▸ Exercise requirements:
Search each line below for the word "Option" and list those that contain it.

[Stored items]

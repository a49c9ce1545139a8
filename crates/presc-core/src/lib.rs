//! Core types and trait definitions for the practices & prescriptions loader.
//!
//! This crate is free of database dependencies. It owns the record types, the
//! CSV extract readers and the [`PracticeStore`](store::PracticeStore) trait
//! implemented by storage backends.

pub mod address;
pub mod error;
pub mod extract;
pub mod period;
pub mod postcode;
pub mod prescription;
pub mod store;

pub use error::{Error, Result};
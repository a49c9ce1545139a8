//! `presc` — interactive loader for practice address and prescription
//! extracts.
//!
//! # Usage
//!
//! ```
//! presc --config presc.ini
//! > create
//! > addpractice T201012ADDR+BNFT.csv
//! > addpresc T201012PDPI+BNFT.csv
//! > q
//! ```

mod command;
mod settings;
mod shell;

use std::{
  io::{self, Write},
  path::PathBuf,
};

use anyhow::Context as _;
use clap::Parser;
use presc_store_sqlite::SqliteStore;
use tokio::io::{AsyncBufReadExt, BufReader};
use tracing::level_filters::LevelFilter;
use tracing_subscriber::EnvFilter;

use command::Command;
use settings::Settings;
use shell::{Control, Shell};

const BANNER: &str = "\
******************************************************************************
* Practices and Prescriptions Database - type help for assistance, q to quit *
******************************************************************************";

#[derive(Parser)]
#[command(author, version, about = "Practices and prescriptions database loader")]
struct Cli {
  /// Path to the configuration file (database, path, pc).
  #[arg(short, long, default_value = "presc.ini")]
  config: PathBuf,
}

#[tokio::main]
async fn main() -> anyhow::Result<()> {
  // Logs go to stderr; stdout belongs to the operator.
  tracing_subscriber::fmt()
    .with_env_filter(
      EnvFilter::builder()
        .with_default_directive(LevelFilter::INFO.into())
        .from_env_lossy(),
    )
    .with_writer(io::stderr)
    .init();

  let cli = Cli::parse();
  let settings = Settings::load(&cli.config)?;

  let store = SqliteStore::open(&settings.database)
    .await
    .with_context(|| format!("failed to open store at {:?}", settings.database))?;
  tracing::info!(database = %settings.database.display(), "store opened");

  let shell = Shell::new(store, settings);
  let mut stdout = io::stdout();
  let mut lines = BufReader::new(tokio::io::stdin()).lines();

  writeln!(stdout, "{BANNER}")?;
  loop {
    write!(stdout, "> ")?;
    stdout.flush()?;

    // End of input behaves like `quit`.
    let Some(line) = lines.next_line().await? else {
      writeln!(stdout)?;
      break;
    };

    match Command::parse(&line) {
      Ok(cmd) => {
        if shell.execute(cmd, &mut stdout).await? == Control::Quit {
          break;
        }
      }
      Err(e) => writeln!(stdout, "{e}")?,
    }
  }

  Ok(())
}
//! Command dispatch.
//!
//! Every command writes one or more human-readable status lines. Store and
//! extract errors are reported and swallowed here; only failures to write to
//! the operator's terminal propagate.

use std::{io::Write, path::Path};

use presc_core::{
  Error as CoreError,
  extract::{check_extract_path, read_addresses, read_postcodes, read_prescriptions},
  period::Period,
  store::{Outcome, PracticeStore},
};

use crate::{
  command::{COMMANDS, Command, syntax},
  settings::Settings,
};

/// Whether the read loop should keep going.
#[derive(Debug, Clone, Copy, PartialEq, Eq)]
pub enum Control {
  Continue,
  Quit,
}

pub struct Shell<S: PracticeStore> {
  store:    S,
  settings: Settings,
}

impl<S: PracticeStore> Shell<S> {
  pub fn new(store: S, settings: Settings) -> Self { Self { store, settings } }

  pub async fn execute(&self, cmd: Command, out: &mut impl Write) -> std::io::Result<Control> {
    match cmd {
      Command::Nothing => {}
      Command::Create => self.create(out).await?,
      Command::AddPractice(arg) => self.add_practice(&arg, out).await?,
      Command::AddPresc(arg) => self.add_presc(&arg, out).await?,
      Command::Coords(postcode) => self.coords(&postcode, out).await?,
      Command::Practice { practice_ref, period } => {
        self.practice(&practice_ref, period.as_ref(), out).await?
      }
      Command::Help(topic) => help(topic.as_deref(), out)?,
      Command::Quit => return Ok(Control::Quit),
    }
    Ok(Control::Continue)
  }

  async fn create(&self, out: &mut impl Write) -> std::io::Result<()> {
    writeln!(out, "Creating database...")?;
    let pc = self.settings.pc.clone();
    match self.store.provision(move || read_postcodes(&pc)).await {
      Ok(report) => {
        match report.postcodes_imported {
          Some(n) => writeln!(out, "\tinserting postcodes\t{n} imported")?,
          None => writeln!(out, "\tpostcodes checked\talready present")?,
        }
        writeln!(out, "Done")
      }
      Err(e) => store_error(e, out),
    }
  }

  /// Resolve and validate an extract argument, printing why it was rejected.
  fn extract_path(
    &self,
    command: &str,
    arg: &str,
    out: &mut impl Write,
  ) -> std::io::Result<Option<std::path::PathBuf>> {
    let path = self.settings.resolve_extract(arg);
    match check_extract_path(&path) {
      Ok(()) => Ok(Some(path)),
      Err(CoreError::BadFileType(_)) => {
        writeln!(out, "Syntax: {}", syntax(command).unwrap_or(command))?;
        Ok(None)
      }
      Err(CoreError::FileNotFound(_)) => {
        writeln!(out, "This file does not exist")?;
        Ok(None)
      }
      Err(e) => {
        writeln!(out, "Cannot use {arg}: {e}")?;
        Ok(None)
      }
    }
  }

  async fn add_practice(&self, arg: &str, out: &mut impl Write) -> std::io::Result<()> {
    let Some(path) = self.extract_path("addpractice", arg, out)? else {
      return Ok(());
    };
    writeln!(out, "Reading csv and checking db...")?;
    let extract = match read_addresses(&path) {
      Ok(x) => x,
      Err(e) => return extract_error(&path, e, out),
    };
    let period = extract.period.clone();

    match self.store.ingest_addresses(extract).await {
      Ok(Outcome::Inserted { rows }) => {
        writeln!(out, "Inserted {rows} practices for period {period}")?;
        match self.store.address_count(&period).await {
          Ok(stored) => writeln!(out, "\t{stored} practices now stored for {period}")?,
          Err(e) => store_error(e, out)?,
        }
        writeln!(out, "Done")
      }
      Ok(Outcome::AlreadyPresent) => {
        writeln!(out, "This time period has already been inserted into database")
      }
      Err(e) => store_error(e, out),
    }
  }

  async fn add_presc(&self, arg: &str, out: &mut impl Write) -> std::io::Result<()> {
    let Some(path) = self.extract_path("addpresc", arg, out)? else {
      return Ok(());
    };
    let extract = match read_prescriptions(&path) {
      Ok(x) => x,
      Err(e) => return extract_error(&path, e, out),
    };
    let practice = extract.practice_ref.clone();
    let period = extract.period.clone().unwrap_or_else(|| "no period".to_owned());

    match self.store.ingest_prescriptions(extract).await {
      Ok(Outcome::Inserted { rows }) => {
        writeln!(out, "Inserted {rows} prescriptions for {practice} ({period})")?;
        writeln!(out, "Done")
      }
      Ok(Outcome::AlreadyPresent) => writeln!(out, "Data has already been inserted"),
      Err(e) => store_error(e, out),
    }
  }

  async fn coords(&self, postcode: &str, out: &mut impl Write) -> std::io::Result<()> {
    match self.store.lookup_postcode(postcode).await {
      Ok(Some(c)) => writeln!(out, "{postcode}: {}, {}", c.latitude, c.longitude),
      Ok(None) => writeln!(out, "{postcode}: unknown postcode"),
      Err(e) => store_error(e, out),
    }
  }

  async fn practice(
    &self,
    practice_ref: &str,
    period: Option<&Period>,
    out: &mut impl Write,
  ) -> std::io::Result<()> {
    let period = match period {
      Some(p) => p.clone(),
      None => match self.store.most_recent_practice(practice_ref).await {
        Ok(Some(latest)) => {
          writeln!(out, "{practice_ref}: most recent period {} ({})", latest.period, latest.title)?;
          latest.period
        }
        Ok(None) => return writeln!(out, "{practice_ref}: no such practice"),
        Err(e) => return store_error(e, out),
      },
    };

    let summary = match self.store.practice_id(practice_ref, &period).await {
      Ok(Some(s)) => s,
      Ok(None) => return writeln!(out, "{practice_ref}: not listed for {period}"),
      Err(e) => return store_error(e, out),
    };
    writeln!(out, "#{} {} [{period}]", summary.id, summary.title)?;

    let details = match self.store.practice_details(practice_ref, &period).await {
      Ok(Some(d)) => d,
      Ok(None) => return Ok(()),
      Err(e) => return store_error(e, out),
    };
    let address = [
      Some(details.address_line1.as_str()),
      details.address_line2.as_deref(),
      details.city.as_deref(),
      details.county.as_deref(),
      details.area.as_deref(),
      Some(details.postcode.as_str()),
    ]
    .into_iter()
    .flatten()
    .collect::<Vec<_>>()
    .join(", ");
    let coords = details.coordinates();
    writeln!(out, "\t{address}")?;
    writeln!(out, "\t{}, {}", coords.latitude, coords.longitude)?;

    match self.store.prescriptions(practice_ref, &period).await {
      Ok(rows) => {
        let linked = rows.iter().filter(|r| r.is_linked()).count();
        writeln!(out, "\t{} prescription rows ({linked} linked)", rows.len())
      }
      Err(e) => store_error(e, out),
    }
  }
}

fn help(topic: Option<&str>, out: &mut impl Write) -> std::io::Result<()> {
  match topic {
    None => {
      for (_, syntax, about) in COMMANDS {
        writeln!(out, "{syntax:<26}-- {about}")?;
      }
      Ok(())
    }
    Some(name) => match COMMANDS.iter().find(|(n, ..)| *n == name) {
      Some((_, syntax, about)) => writeln!(out, "syntax: {syntax} -- {about}"),
      None => writeln!(out, "No help on {name}"),
    },
  }
}

fn store_error<E: std::error::Error>(e: E, out: &mut impl Write) -> std::io::Result<()> {
  tracing::error!(error = %e, "store operation failed");
  writeln!(out, "Database error: {e}")
}

fn extract_error(path: &Path, e: CoreError, out: &mut impl Write) -> std::io::Result<()> {
  tracing::error!(path = %path.display(), error = %e, "cannot read extract");
  writeln!(out, "Cannot read {}: {e}", path.display())
}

▸ Answer to the problem:
  ) -> std::io::Result<Option<std::path::PathBuf>> {
    period: Option<&Period>,
fn help(topic: Option<&str>, out: &mut impl Write) -> std::io::Result<()> {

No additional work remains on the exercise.